The US Court of Appeals for the District of Columbia Circuit heard arguments in their challenge last year after a lower court ruled in the government’s favor.

Attorneys say the social media disclosure requirement has forced many to self-censor and even stop engaging with certain groups through social media. Others have foregone travel to the US for fear that their data could be shared with repressive governments back home.

That means not just visa applicants themselves are harmed, said Anna Diakun, a staff attorney at the Knight First Amendment Institute and counsel in the litigation.

“It hurts Americans who engage with them online and who want to invite them to attend their programs and conferences,” she said.

The State Department and USCIS didn’t respond to requests for comment about the data collection or how it will be used going forward.

Government officials have always had the ability to examine social media accounts although they may not have comprehensively collected that data before, said Daniel Pierce, a partner at Fragomen, Del Rey, Bernsen & Loewy LLP. He said he’s not aware of visa denials linked to online activity but clients have been questioned over LinkedIn profiles that didn’t appear to match petitions.

“I’ve had a few clients ask, ‘Should I be concerned and monitoring what I post on social media now?’” he said. “My response is, largely, you always should have been.”

But plans to expand data collection and promises to target visa holders who engage in protest have fueled new concerns about use of that data to punish speech online and stifle political organizing inside the US.

While the administration has invoked the secretary of state’s authority under a rarely used provision of the Immigration and Nationality Act to justify Khalil’s removal, the Trump administration has signaled it will use separate language in the INA involving support for “terrorist activity” to revoke other visas. Axios reported the State Department will use an “AI-fueled” program—including reviews of social media—to cancel visas of foreign students expressing sympathy for Hamas.

Useful Data?

The push to collect social media data didn’t originate with political leadership, but instead career intelligence and national security officials who view it as useful to catch criminals, said Carl Risch, who was assistant secretary when the State Department adopted the requirements. It’s conceivable the current administration could use the same information to identify people who have expressed opinions on topics like Israel, Gaza, or Hamas, he said.

“It could be one way to perhaps more easily discover things that one has said, or ‘liked,’ or clicked thumbs up on,” said Risch, now a managing partner at Kurzban Kurzban Tetzeli and Pratt P.A.

Former President Joe Biden called for a review of social media data collection in 2021 and the White House rejected an earlier proposal by DHS to collect social media identifiers, finding the agency hadn’t adequately demonstrated its practical usefulness.
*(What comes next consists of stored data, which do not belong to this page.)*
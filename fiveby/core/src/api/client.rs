//! HTTP implementation of [`SessionApi`]

use std::time::Duration;

use async_trait::async_trait;
use reqwest::header::{ACCEPT, CONTENT_TYPE};
use reqwest::Method;
use serde::de::DeserializeOwned;
use serde::{Deserialize, Serialize};
use serde_json::Value;

use super::error::{ApiError, ErrorCode};
use super::{ApiResult, SessionApi};
use crate::config::ApiConfig;
use crate::schema::{
    decode, AnswerQuestionRequest, AskQuestionRequest, CreateSessionRequest, GuessLetterRequest,
    GuessWordRequest, HealthResponse, SessionId, SessionSnapshot, Validate,
};

const JSON: &str = "application/json";
const JSON_BODY: &str = "application/json; charset=utf-8";

/// Five-By backend client
#[derive(Clone, Debug)]
pub struct FiveByClient {
    /// Base URL without a trailing slash
    base_url: String,
    /// HTTP client
    http_client: reqwest::Client,
}

impl FiveByClient {
    /// Create a client for `base_url` with a per-request timeout
    pub fn new(base_url: &str, timeout: Duration) -> ApiResult<Self> {
        let base_url = normalize_base_url(base_url)?;
        let http_client = reqwest::Client::builder()
            .timeout(timeout)
            .build()
            .map_err(ApiError::ClientBuild)?;
        Ok(Self {
            base_url,
            http_client,
        })
    }

    /// Create from the `[api]` config section
    pub fn from_config(config: &ApiConfig) -> ApiResult<Self> {
        Self::new(&config.base_url, config.request_timeout())
    }

    /// Base URL requests are sent to
    #[must_use]
    pub fn base_url(&self) -> &str {
        &self.base_url
    }

    /// `GET` a path and validate the response as `T`
    pub async fn get<T>(&self, path: &str) -> ApiResult<T>
    where
        T: DeserializeOwned + Validate,
    {
        self.request::<T, ()>(Method::GET, path, None).await
    }

    /// Send a request and validate the 2xx response as `T`
    ///
    /// `Accept: application/json` is always sent; `Content-Type` only when
    /// there is a body.
    pub async fn request<T, B>(&self, method: Method, path: &str, body: Option<&B>) -> ApiResult<T>
    where
        T: DeserializeOwned + Validate,
        B: Serialize + ?Sized,
    {
        let url = format!("{}{}", self.base_url, normalize_path(path));
        let mut builder = self
            .http_client
            .request(method.clone(), &url)
            .header(ACCEPT, JSON);
        if let Some(body) = body {
            let bytes = serde_json::to_vec(body)
                .map_err(|err| ApiError::InvalidRequest(err.into()))?;
            builder = builder.header(CONTENT_TYPE, JSON_BODY).body(bytes);
        }

        tracing::debug!(%method, %url, "sending request");
        let response = builder.send().await.map_err(ApiError::from_transport)?;
        let status = response.status();
        let text = response.text().await.map_err(ApiError::from_transport)?;
        let payload = parse_json(status.as_u16(), &text)?;
        tracing::debug!(%method, %url, status = status.as_u16(), "received response");

        if status.is_success() {
            return decode::<T>(payload).map_err(|source| {
                tracing::warn!(%url, error = %source, "response failed validation");
                ApiError::InvalidResponseShape {
                    status: status.as_u16(),
                    source,
                }
            });
        }

        Err(parse_error_envelope(status.as_u16(), payload))
    }

    async fn post_snapshot<B>(&self, path: &str, body: &B) -> ApiResult<SessionSnapshot>
    where
        B: Serialize + Sync,
    {
        self.request(Method::POST, path, Some(body)).await
    }
}

#[async_trait]
impl SessionApi for FiveByClient {
    async fn create_session(&self, request: &CreateSessionRequest) -> ApiResult<SessionSnapshot> {
        let snapshot = self.post_snapshot("/sessions", request).await?;
        tracing::info!(session_id = %snapshot.session_id, "session created");
        Ok(snapshot)
    }

    async fn get_session(&self, session_id: SessionId) -> ApiResult<SessionSnapshot> {
        self.get(&format!("/sessions/{session_id}")).await
    }

    async fn ask_question(
        &self,
        session_id: SessionId,
        request: &AskQuestionRequest,
    ) -> ApiResult<SessionSnapshot> {
        self.post_snapshot(&format!("/sessions/{session_id}/ask"), request)
            .await
    }

    async fn answer_question(
        &self,
        session_id: SessionId,
        request: &AnswerQuestionRequest,
    ) -> ApiResult<SessionSnapshot> {
        self.post_snapshot(&format!("/sessions/{session_id}/answer"), request)
            .await
    }

    async fn guess_letter(
        &self,
        session_id: SessionId,
        request: &GuessLetterRequest,
    ) -> ApiResult<SessionSnapshot> {
        self.post_snapshot(&format!("/sessions/{session_id}/guess-letter"), request)
            .await
    }

    async fn guess_word(
        &self,
        session_id: SessionId,
        request: &GuessWordRequest,
    ) -> ApiResult<SessionSnapshot> {
        self.post_snapshot(&format!("/sessions/{session_id}/guess-word"), request)
            .await
    }

    async fn health(&self) -> ApiResult<HealthResponse> {
        self.get("/health").await
    }
}

// ============================================================================
// Helpers
// ============================================================================

/// Strip trailing slashes and require an http(s) scheme
pub(crate) fn normalize_base_url(base_url: &str) -> ApiResult<String> {
    let trimmed = base_url.trim().trim_end_matches('/');
    let lower = trimmed.to_ascii_lowercase();
    let has_host = lower
        .strip_prefix("http://")
        .or_else(|| lower.strip_prefix("https://"))
        .is_some_and(|rest| !rest.is_empty());
    if has_host {
        Ok(trimmed.to_string())
    } else {
        Err(ApiError::InvalidBaseUrl(base_url.to_string()))
    }
}

fn normalize_path(path: &str) -> String {
    if path.starts_with('/') {
        path.to_string()
    } else {
        format!("/{path}")
    }
}

/// Empty bodies read as `null`
fn parse_json(status: u16, text: &str) -> ApiResult<Value> {
    if text.is_empty() {
        return Ok(Value::Null);
    }
    serde_json::from_str(text).map_err(|_| ApiError::InvalidJson { status })
}

#[derive(Deserialize)]
struct ErrorEnvelope {
    error: ErrorBody,
}

#[derive(Deserialize)]
struct ErrorBody {
    code: String,
    message: String,
    #[serde(default)]
    details: Option<Value>,
}

fn parse_error_envelope(status: u16, payload: Value) -> ApiError {
    match serde_json::from_value::<ErrorEnvelope>(payload.clone()) {
        Ok(ErrorEnvelope { error }) => {
            tracing::debug!(status, code = %error.code, "server returned error");
            ApiError::Server {
                status,
                code: ErrorCode::from_code(&error.code),
                message: error.message,
                details: error.details,
            }
        }
        Err(_) => ApiError::InvalidErrorShape {
            status,
            body: payload,
        },
    }
}

#[cfg(test)]
mod tests {
    use super::*;
    use serde_json::json;

    #[test]
    fn test_base_url_trailing_slashes_stripped() {
        assert_eq!(
            normalize_base_url("http://localhost:8000///").unwrap(),
            "http://localhost:8000"
        );
    }

    #[test]
    fn test_base_url_requires_http_scheme() {
        assert!(matches!(
            normalize_base_url("ftp://example.com"),
            Err(ApiError::InvalidBaseUrl(_))
        ));
        assert!(normalize_base_url("localhost:8000").is_err());
        assert!(normalize_base_url("https://").is_err());
    }

    #[test]
    fn test_path_gets_leading_slash() {
        assert_eq!(normalize_path("health"), "/health");
        assert_eq!(normalize_path("/health"), "/health");
    }

    #[test]
    fn test_empty_body_is_null() {
        assert_eq!(parse_json(204, "").unwrap(), Value::Null);
        assert!(matches!(
            parse_json(200, "<html>"),
            Err(ApiError::InvalidJson { status: 200 })
        ));
    }

    #[test]
    fn test_error_envelope_with_details() {
        let err = parse_error_envelope(
            409,
            json!({"error": {"code": "cell_locked", "message": "locked", "details": {"cell": 3}}}),
        );
        match err {
            ApiError::Server {
                status,
                code,
                details,
                ..
            } => {
                assert_eq!(status, 409);
                assert_eq!(code, ErrorCode::CellLocked);
                assert_eq!(details, Some(json!({"cell": 3})));
            }
            other => panic!("unexpected error: {other:?}"),
        }
    }

    #[test]
    fn test_non_envelope_keeps_raw_body() {
        let err = parse_error_envelope(500, json!({"detail": "boom"}));
        assert_eq!(err.code(), "invalid_error_shape");
        assert_eq!(err.details(), Some(json!({"detail": "boom"})));
    }
}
The Biden State Department continued to defend the disclosure requirements in court, however, and ultimately decided to continue the policy.

Although the agency has never disclosed any assessments of the data collection or its usefulness, “it seems like a no brainer” that trying to identify legitimate threats on social media is incredibly difficult to do for either a human or an automated program, Diakun said.

“How do you interpret whether something is a joke or sarcasm or tongue-in-cheek?” she said. “Layer onto that language barriers and cultural barriers.”

Talk of AI-driven reviews is more “clickbait” than reality right now, Risch said. But he said visa applicants should take seriously the possibility that agencies could use intelligence to zero in on statements that could be used against them. That may mean taking a close look at their statements online.

“As chilling and disturbing as that is for me to say personally, that is the advice,” he said. “I would not want to test this authority.”